Kenderson Navarro

Personal information
- Date of birth: 25 February 2002 (age 24)
- Place of birth: Santa Rosa, Guatemala
- Height: 6 ft 3 in (1.91 m)
- Position: Goalkeeper

Team information
- Current team: Municipal
- Number: 12

Senior career*
- Years: Team / Apps / (Gls)
- 2019–: Municipal / 94 / (0)
- 2021–2022: → Santa Lucía (loan) / 16 / (0)
- 2022–2023: → CSD Mixco (loan) / 16 / (0)

International career^{‡}
- 2019: Guatemala U17 / 1 / (0)
- 2023: Guatemala U23 / 1 / (0)
- 2021–: Guatemala / 5 / (0)

= Kenderson Navarro =

Guatemalan footballer (born 2002)

Kenderson Navarro (born 25 February 2002) is a Guatemalan professional footballer who plays as a goalkeeper for Liga Guate club Municipal and the Guatemala national team.

== Club career ==
Navarro has played for C.S.D Municipal since 2019.

In December 2020, Navarro was the recipient of criticism after appearing for Municipal only six days after testing positive for COVID-19 in the midst of the global pandemic.

== International career ==
Navarro made his competitive debut for Guatemala in a 1–1 draw against Trinidad and Tobago during the 2021 CONCACAF Gold Cup.

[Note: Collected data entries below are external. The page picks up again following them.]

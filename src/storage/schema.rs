//! Database schema definitions
//!
//! The persisted dedup store keeps one row per (scope, url).

/// SQL schema for the database
pub const SCHEMA_SQL: &str = r#"
-- URLs already written (articles) or downloaded (media)
CREATE TABLE IF NOT EXISTS seen_urls (
    scope TEXT NOT NULL,
    url TEXT NOT NULL,
    first_seen_at TEXT NOT NULL,
    PRIMARY KEY (scope, url)
);

CREATE INDEX IF NOT EXISTS idx_seen_urls_scope ON seen_urls(scope);
"#;

/// Initializes the database schema
///
/// # Arguments
///
/// * `conn` - The database connection
///
/// # Returns
///
/// * `Ok(())` - Schema initialized successfully
/// * `Err(rusqlite::Error)` - Failed to initialize schema
pub fn initialize_schema(conn: &rusqlite::Connection) -> Result<(), rusqlite::Error> {
    conn.execute_batch(SCHEMA_SQL)?;
    Ok(())
}
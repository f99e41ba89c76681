use url::Url;

/// Resolves a link href to an absolute URL and validates it
///
/// Returns None if the link should be excluded:
/// - javascript:, mailto:, tel: schemes
/// - data: URIs
/// - fragment-only links
/// - Invalid URLs
/// - Non-HTTP(S) URLs after resolution
///
/// # Examples
///
/// ```
/// use bbc_harvest::url::resolve_link;
/// use url::Url;
///
/// let base = Url::parse("https://www.bbc.com").unwrap();
/// assert_eq!(
///     resolve_link("/news/science-123", &base),
///     Some("https://www.bbc.com/news/science-123".to_string())
/// );
/// assert_eq!(resolve_link("mailto:x@bbc.com", &base), None);
/// ```
pub fn resolve_link(href: &str, base_url: &Url) -> Option<String> {
    let href = href.trim();

    if href.is_empty() || href.starts_with('#') {
        return None;
    }

    if href.starts_with("javascript:")
        || href.starts_with("mailto:")
        || href.starts_with("tel:")
        || href.starts_with("data:")
    {
        return None;
    }

    match base_url.join(href) {
        Ok(absolute_url) => {
            if absolute_url.scheme() == "http" || absolute_url.scheme() == "https" {
                Some(absolute_url.to_string())
            } else {
                None
            }
        }
        Err(_) => None,
    }
}

/// Resolves a media `src` attribute to an absolute URL
///
/// Resolution rules:
/// - `//host/path` (protocol-relative) gets an `https:` prefix
/// - `/path` (root-relative) is joined onto the site base URL
/// - other relative paths are joined onto the page URL they appeared on
/// - absolute http(s) URLs pass through unchanged
pub fn resolve_media_url(src: &str, site_base: &Url, page_url: &Url) -> Option<String> {
    let src = src.trim();

    if src.is_empty() || src.starts_with("data:") {
        return None;
    }

    if src.starts_with("//") {
        return Url::parse(&format!("https:{}", src))
            .ok()
            .map(|u| u.to_string());
    }

    if src.starts_with('/') {
        return resolve_link(src, site_base);
    }

    resolve_link(src, page_url)
}
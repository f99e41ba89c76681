//! In-memory deduplication store
//!
//! Membership resets with every process, which matches a plain single-run crawl.

use crate::storage::traits::{DedupStore, StorageError, StorageResult};
use std::collections::HashSet;
use std::sync::{Mutex, MutexGuard};

/// Set-backed dedup store guarded by a single mutex
#[derive(Debug, Default)]
pub struct MemoryDedupStore {
    urls: Mutex<HashSet<String>>,
}

impl MemoryDedupStore {
    pub fn new() -> Self {
        Self::default()
    }

    /// Creates a store pre-seeded with the given URLs
    pub fn with_urls<I, S>(urls: I) -> Self
    where
        I: IntoIterator<Item = S>,
        S: Into<String>,
    {
        Self {
            urls: Mutex::new(urls.into_iter().map(Into::into).collect()),
        }
    }

    fn lock(&self) -> StorageResult<MutexGuard<'_, HashSet<String>>> {
        self.urls.lock().map_err(|_| StorageError::Poisoned)
    }
}

impl DedupStore for MemoryDedupStore {
    fn seen(&self, url: &str) -> StorageResult<bool> {
        Ok(self.lock()?.contains(url))
    }

    fn mark_seen(&self, url: &str) -> StorageResult<bool> {
        Ok(self.lock()?.insert(url.to_string()))
    }

    fn forget(&self, url: &str) -> StorageResult<()> {
        self.lock()?.remove(url);
        Ok(())
    }

    fn len(&self) -> StorageResult<usize> {
        Ok(self.lock()?.len())
    }
}
use crate::config::types::{
    Config, CrawlerConfig, HttpConfig, OutputConfig, PolitenessConfig, SearchConfig, SiteConfig,
};
use crate::ConfigError;
use chrono::NaiveDate;
use url::Url;

/// Validates the entire configuration
pub fn validate(config: &Config) -> Result<(), ConfigError> {
    validate_site_config(&config.site)?;
    validate_search_config(&config.search)?;
    validate_politeness_config(&config.politeness)?;
    validate_http_config(&config.http)?;
    validate_output_config(&config.output)?;
    validate_crawler_config(&config.crawler)?;
    Ok(())
}

fn validate_site_config(config: &SiteConfig) -> Result<(), ConfigError> {
    for (name, value) in [("base-url", &config.base_url), ("search-url", &config.search_url)] {
        let url = Url::parse(value)
            .map_err(|e| ConfigError::InvalidUrl(format!("Invalid {} '{}': {}", name, value, e)))?;

        if url.scheme() != "http" && url.scheme() != "https" {
            return Err(ConfigError::InvalidUrl(format!(
                "{} '{}' must use http or https",
                name, value
            )));
        }
    }

    Ok(())
}

fn validate_search_config(config: &SearchConfig) -> Result<(), ConfigError> {
    if config.max_pages < 1 {
        return Err(ConfigError::Validation(
            "search.max-pages must be >= 1".to_string(),
        ));
    }

    if config.keywords.iter().any(|k| k.trim().is_empty()) {
        return Err(ConfigError::Validation(
            "search.keywords cannot contain empty keywords".to_string(),
        ));
    }

    for query in &config.queries {
        if query.keyword.trim().is_empty() {
            return Err(ConfigError::Validation(
                "search.queries keyword cannot be empty".to_string(),
            ));
        }

        if query.max_pages == Some(0) {
            return Err(ConfigError::Validation(format!(
                "max-pages for query '{}' must be >= 1",
                query.keyword
            )));
        }

        let start = query.start_date.as_deref().map(parse_date).transpose()?;
        let end = query.end_date.as_deref().map(parse_date).transpose()?;

        if let (Some(start), Some(end)) = (start, end) {
            if start > end {
                return Err(ConfigError::Validation(format!(
                    "Query '{}' has start-date {} after end-date {}",
                    query.keyword, start, end
                )));
            }
        }
    }

    Ok(())
}

/// Parses a `YYYY-MM-DD` date as used by the search endpoint
pub fn parse_date(value: &str) -> Result<NaiveDate, ConfigError> {
    NaiveDate::parse_from_str(value, "%Y-%m-%d")
        .map_err(|e| ConfigError::InvalidDate(format!("'{}': {}", value, e)))
}

fn validate_politeness_config(config: &PolitenessConfig) -> Result<(), ConfigError> {
    if config.request_delay_min < 0.0 || config.request_delay_max < 0.0 {
        return Err(ConfigError::Validation(
            "request delays cannot be negative".to_string(),
        ));
    }

    if config.request_delay_min > config.request_delay_max {
        return Err(ConfigError::Validation(format!(
            "request-delay-min ({}) must not exceed request-delay-max ({})",
            config.request_delay_min, config.request_delay_max
        )));
    }

    if config.batch_pause < 0.0 {
        return Err(ConfigError::Validation(format!(
            "batch-pause cannot be negative, got {}",
            config.batch_pause
        )));
    }

    if config.batch_size < 1 {
        return Err(ConfigError::Validation(
            "batch-size must be >= 1".to_string(),
        ));
    }

    if config.target_article_count < 1 {
        return Err(ConfigError::Validation(
            "target-article-count must be >= 1".to_string(),
        ));
    }

    Ok(())
}

fn validate_http_config(config: &HttpConfig) -> Result<(), ConfigError> {
    if config.max_attempts < 1 || config.max_attempts > 10 {
        return Err(ConfigError::Validation(format!(
            "max-attempts must be between 1 and 10, got {}",
            config.max_attempts
        )));
    }

    if config.backoff_factor < 0.0 {
        return Err(ConfigError::Validation(format!(
            "backoff-factor cannot be negative, got {}",
            config.backoff_factor
        )));
    }

    if config.timeout_secs < 1 || config.connect_timeout_secs < 1 {
        return Err(ConfigError::Validation(
            "timeouts must be >= 1 second".to_string(),
        ));
    }

    if config.user_agent.trim().is_empty() {
        return Err(ConfigError::Validation(
            "user-agent cannot be empty".to_string(),
        ));
    }

    Ok(())
}

fn validate_output_config(config: &OutputConfig) -> Result<(), ConfigError> {
    for (name, value) in [
        ("articles-dir", &config.articles_dir),
        ("images-dir", &config.images_dir),
        ("videos-dir", &config.videos_dir),
        ("report-path", &config.report_path),
        ("search-results-path", &config.search_results_path),
    ] {
        if value.is_empty() {
            return Err(ConfigError::Validation(format!("{} cannot be empty", name)));
        }
    }

    Ok(())
}

fn validate_crawler_config(config: &CrawlerConfig) -> Result<(), ConfigError> {
    if config.workers < 1 || config.workers > 16 {
        return Err(ConfigError::Validation(format!(
            "workers must be between 1 and 16, got {}",
            config.workers
        )));
    }

    Ok(())
}
//! Integration tests for the harvester
//!
//! These tests use wiremock to stand in for the news site and exercise the
//! transport, search pagination, crawl mode and the full download cycle end-to-end.
//! Slow media transfers are served from a raw socket.

use bbc_harvest::config::{Config, HttpConfig};
use bbc_harvest::crawler::{
    Coordinator, HttpTransport, MediaDownloader, Pacer, RetryPolicy, RunMode, SearchPaginator,
    SearchQuery, SearchTermination, Transport,
};
use bbc_harvest::output::load_search_results;
use bbc_harvest::storage::{DedupStore, DownloadedSet, MemoryDedupStore};
use bbc_harvest::url::url_hash;
use bbc_harvest::{DownloadReport, MediaFailure, MediaKind, SearchHit, TransportError};
use std::collections::HashSet;
use std::net::SocketAddr;
use std::path::Path;
use std::sync::Arc;
use std::time::{Duration, Instant};
use tempfile::TempDir;
use tokio::io::{AsyncReadExt, AsyncWriteExt};
use tokio::net::TcpListener;
use url::Url;
use wiremock::matchers::{method, path, query_param};
use wiremock::{Mock, MockServer, ResponseTemplate};

/// Transport with no backoff so retry tests run instantly
fn fast_transport(max_attempts: u32) -> HttpTransport {
    let config = HttpConfig {
        max_attempts,
        backoff_factor: 0.0,
        ..HttpConfig::default()
    };
    HttpTransport::from_config(&config).expect("Failed to build transport")
}

/// Creates a test configuration pointed at the mock server, writing under `dir`
fn create_test_config(server_uri: &str, dir: &TempDir) -> Config {
    let mut config = Config::default();
    config.site.base_url = server_uri.to_string();
    config.site.search_url = format!("{}/search", server_uri);

    config.politeness.request_delay_min = 0.0;
    config.politeness.request_delay_max = 0.0;
    config.politeness.batch_pause = 0.0;
    config.http.backoff_factor = 0.0;

    let root = dir.path();
    let under = |name: &str| root.join(name).to_string_lossy().to_string();
    config.output.articles_dir = under("articles");
    config.output.images_dir = under("images");
    config.output.videos_dir = under("videos");
    config.output.report_path = under("download_report.json");
    config.output.search_results_path = under("advanced_search_results.json");
    config
}

fn html(body: &str) -> ResponseTemplate {
    ResponseTemplate::new(200).set_body_raw(body.to_string(), "text/html")
}

fn results_page(items: &[(&str, &str)]) -> String {
    let containers: String = items
        .iter()
        .map(|(href, title)| {
            format!(
                r#"<div class="ssrcss-1v7bxtk-StyledContainer"><a href="{}"><h3>{}</h3></a></div>"#,
                href, title
            )
        })
        .collect();
    format!("<html><body>{}</body></html>", containers)
}

fn files_in(dir: &Path) -> Vec<String> {
    let mut names: Vec<String> = std::fs::read_dir(dir)
        .map(|entries| {
            entries
                .filter_map(|e| e.ok())
                .map(|e| e.file_name().to_string_lossy().to_string())
                .collect()
        })
        .unwrap_or_default();
    names.sort();
    names
}

#[tokio::test]
async fn test_retry_until_success() {
    let mock_server = MockServer::start().await;

    // Three transient failures...
    Mock::given(method("GET"))
        .and(path("/news/flaky"))
        .respond_with(ResponseTemplate::new(503))
        .up_to_n_times(3)
        .expect(3)
        .mount(&mock_server)
        .await;

    // ...then the page
    Mock::given(method("GET"))
        .and(path("/news/flaky"))
        .respond_with(html("<article><p>Finally</p></article>"))
        .expect(1)
        .mount(&mock_server)
        .await;

    let transport = fast_transport(5);
    let response = transport
        .get(&format!("{}/news/flaky", mock_server.uri()), &[])
        .await
        .expect("Fourth attempt should succeed");

    assert_eq!(response.status, 200);
    assert!(response.text().await.unwrap().contains("Finally"));
}

#[tokio::test]
async fn test_retries_exhausted() {
    let mock_server = MockServer::start().await;

    Mock::given(method("GET"))
        .and(path("/news/down"))
        .respond_with(ResponseTemplate::new(503))
        .expect(3)
        .mount(&mock_server)
        .await;

    let transport = fast_transport(3);
    let result = transport
        .get(&format!("{}/news/down", mock_server.uri()), &[])
        .await;

    match result {
        Err(TransportError::RetriesExhausted { attempts, last, .. }) => {
            assert_eq!(attempts, 3);
            assert!(last.contains("503"));
        }
        other => panic!("Expected RetriesExhausted, got {:?}", other),
    }
}

#[tokio::test]
async fn test_not_found_is_not_retried() {
    let mock_server = MockServer::start().await;

    Mock::given(method("GET"))
        .and(path("/news/gone"))
        .respond_with(ResponseTemplate::new(404))
        .expect(1)
        .mount(&mock_server)
        .await;

    let transport = fast_transport(5);
    let result = transport
        .get(&format!("{}/news/gone", mock_server.uri()), &[])
        .await;

    assert!(matches!(
        result,
        Err(TransportError::Status { status: 404, .. })
    ));
}

#[tokio::test]
async fn test_retry_policy_from_config() {
    let transport = fast_transport(4);
    assert_eq!(
        transport.policy(),
        RetryPolicy {
            max_attempts: 4,
            backoff_factor: 0.0
        }
    );
}

#[tokio::test]
async fn test_pagination_stops_at_empty_page() {
    let mock_server = MockServer::start().await;
    let base = mock_server.uri();

    for page in ["1", "2"] {
        Mock::given(method("GET"))
            .and(path("/search"))
            .and(query_param("q", "China space"))
            .and(query_param("page", page))
            .and(query_param("category", "news"))
            .respond_with(html(&results_page(&[(
                &format!("/news/page-{}", page),
                "Result",
            )])))
            .expect(1)
            .mount(&mock_server)
            .await;
    }

    Mock::given(method("GET"))
        .and(path("/search"))
        .and(query_param("page", "3"))
        .respond_with(html("<html><body><p>No results found</p></body></html>"))
        .expect(1)
        .mount(&mock_server)
        .await;

    // Must never be requested
    Mock::given(method("GET"))
        .and(path("/search"))
        .and(query_param("page", "4"))
        .respond_with(html(&results_page(&[("/news/never", "Never")])))
        .expect(0)
        .mount(&mock_server)
        .await;

    let transport: Arc<dyn Transport> = Arc::new(fast_transport(1));
    let paginator = SearchPaginator::new(
        transport,
        format!("{}/search", base),
        Url::parse(&base).unwrap(),
        Pacer::immediate(),
    );

    let mut session = paginator.search(&SearchQuery::new("China space", 10));
    let hits = session.collect_hits().await;

    assert_eq!(hits.len(), 2);
    assert_eq!(hits[0].url, format!("{}/news/page-1", base));
    assert_eq!(
        session.termination(),
        Some(SearchTermination::PagesExhausted { page: 3 })
    );
}

#[tokio::test]
async fn test_three_containers_two_links() {
    let mock_server = MockServer::start().await;
    let base = mock_server.uri();

    let page = r#"
        <html><body>
        <div class="ssrcss-1v7bxtk-StyledContainer"><a href="/news/world-asia-china-1"><h3>Long March launch</h3></a></div>
        <div class="ssrcss-1v7bxtk-StyledContainer"><a><h3>Sponsored</h3></a></div>
        <div class="ssrcss-1v7bxtk-StyledContainer"><a href="/news/science-environment-2"></a></div>
        </body></html>
    "#;

    Mock::given(method("GET"))
        .and(path("/search"))
        .and(query_param("q", "China space"))
        .and(query_param("page", "1"))
        .respond_with(html(page))
        .expect(1)
        .mount(&mock_server)
        .await;

    let transport: Arc<dyn Transport> = Arc::new(fast_transport(1));
    let paginator = SearchPaginator::new(
        transport,
        format!("{}/search", base),
        Url::parse(&base).unwrap(),
        Pacer::immediate(),
    );

    let mut session = paginator.search(&SearchQuery::new("China space", 1));
    let hits = session.collect_hits().await;

    assert_eq!(
        hits,
        vec![
            SearchHit::new(format!("{}/news/world-asia-china-1", base), "Long March launch"),
            SearchHit::new(format!("{}/news/science-environment-2", base), "No Title"),
        ]
    );
    assert_eq!(session.termination(), Some(SearchTermination::MaxPagesReached));
}

#[tokio::test]
async fn test_title_without_body_writes_nothing() {
    let mock_server = MockServer::start().await;
    let base = mock_server.uri();
    let dir = TempDir::new().unwrap();

    Mock::given(method("GET"))
        .and(path("/news/launch"))
        .respond_with(html(
            r#"<html><head><meta property="og:title" content="Mission Launch — BBC"></head>
               <body><span>Video only</span></body></html>"#,
        ))
        .expect(1)
        .mount(&mock_server)
        .await;

    let config = create_test_config(&base, &dir);
    let mut coordinator = Coordinator::new(config).unwrap();

    let report = coordinator
        .run_download(vec![SearchHit::new(
            format!("{}/news/launch", base),
            "Mission Launch",
        )])
        .await
        .unwrap();

    assert_eq!(report.total_articles, 0);
    assert!(files_in(&dir.path().join("articles")).is_empty());
    assert!(!coordinator
        .downloaded()
        .articles
        .seen(&format!("{}/news/launch", base))
        .unwrap());
}

#[tokio::test]
async fn test_small_image_skipped_and_default_extension() {
    let mock_server = MockServer::start().await;
    let base = mock_server.uri();
    let dir = TempDir::new().unwrap();

    let article = r#"
        <html><body>
        <h1 class="ssrcss-15xko80-StyledHeading">Tianwen-1 reaches Mars</h1>
        <article>
            <div class="story"><p>The probe entered orbit.</p><p>Landing follows in May.</p></div>
            <img src="/media/icon.png" width="50">
            <figure><img src="/media/orbit"><figcaption>The orbiter</figcaption></figure>
        </article>
        </body></html>
    "#;

    Mock::given(method("GET"))
        .and(path("/news/tianwen"))
        .respond_with(html(article))
        .mount(&mock_server)
        .await;

    Mock::given(method("GET"))
        .and(path("/media/icon.png"))
        .respond_with(ResponseTemplate::new(200).set_body_bytes(vec![1u8; 16]))
        .expect(0)
        .mount(&mock_server)
        .await;

    Mock::given(method("GET"))
        .and(path("/media/orbit"))
        .respond_with(ResponseTemplate::new(200).set_body_bytes(vec![7u8; 2048]))
        .expect(1)
        .mount(&mock_server)
        .await;

    let config = create_test_config(&base, &dir);
    let mut coordinator = Coordinator::new(config).unwrap();

    let report = coordinator
        .run_download(vec![SearchHit::new(format!("{}/news/tianwen", base), "No Title")])
        .await
        .unwrap();

    assert_eq!(report.total_articles, 1);
    assert_eq!(report.articles[0].title, "Tianwen-1 reaches Mars");
    assert_eq!(report.articles[0].images, 1);

    let image_name = format!("{}.jpg", url_hash(&format!("{}/media/orbit", base)));
    assert_eq!(files_in(&dir.path().join("images")), vec![image_name.clone()]);

    let text = std::fs::read_to_string(
        dir.path()
            .join("articles")
            .join("Tianwen-1 reaches Mars.txt"),
    )
    .unwrap();
    assert_eq!(
        text,
        format!(
            "标题: Tianwen-1 reaches Mars\n网址: {}/news/tianwen\n\n正文内容:\nThe probe entered orbit.\n\nLanding follows in May.\n\n图片列表:\n1. {} - The orbiter\n",
            base, image_name
        )
    );
}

He appeared again for Los Chapines in the knockout stages of the 2025 CONCACAF Gold Cup after an injury to Nicholas Hagen. In the quarter-final, after a 1–1 draw again Canada after regulation time, Navarro helped his team in an upset 6–5 in the penalty shootout. Navarro would also feature in the semi-final against the United States, which Guatemala would go on to lose 2–1.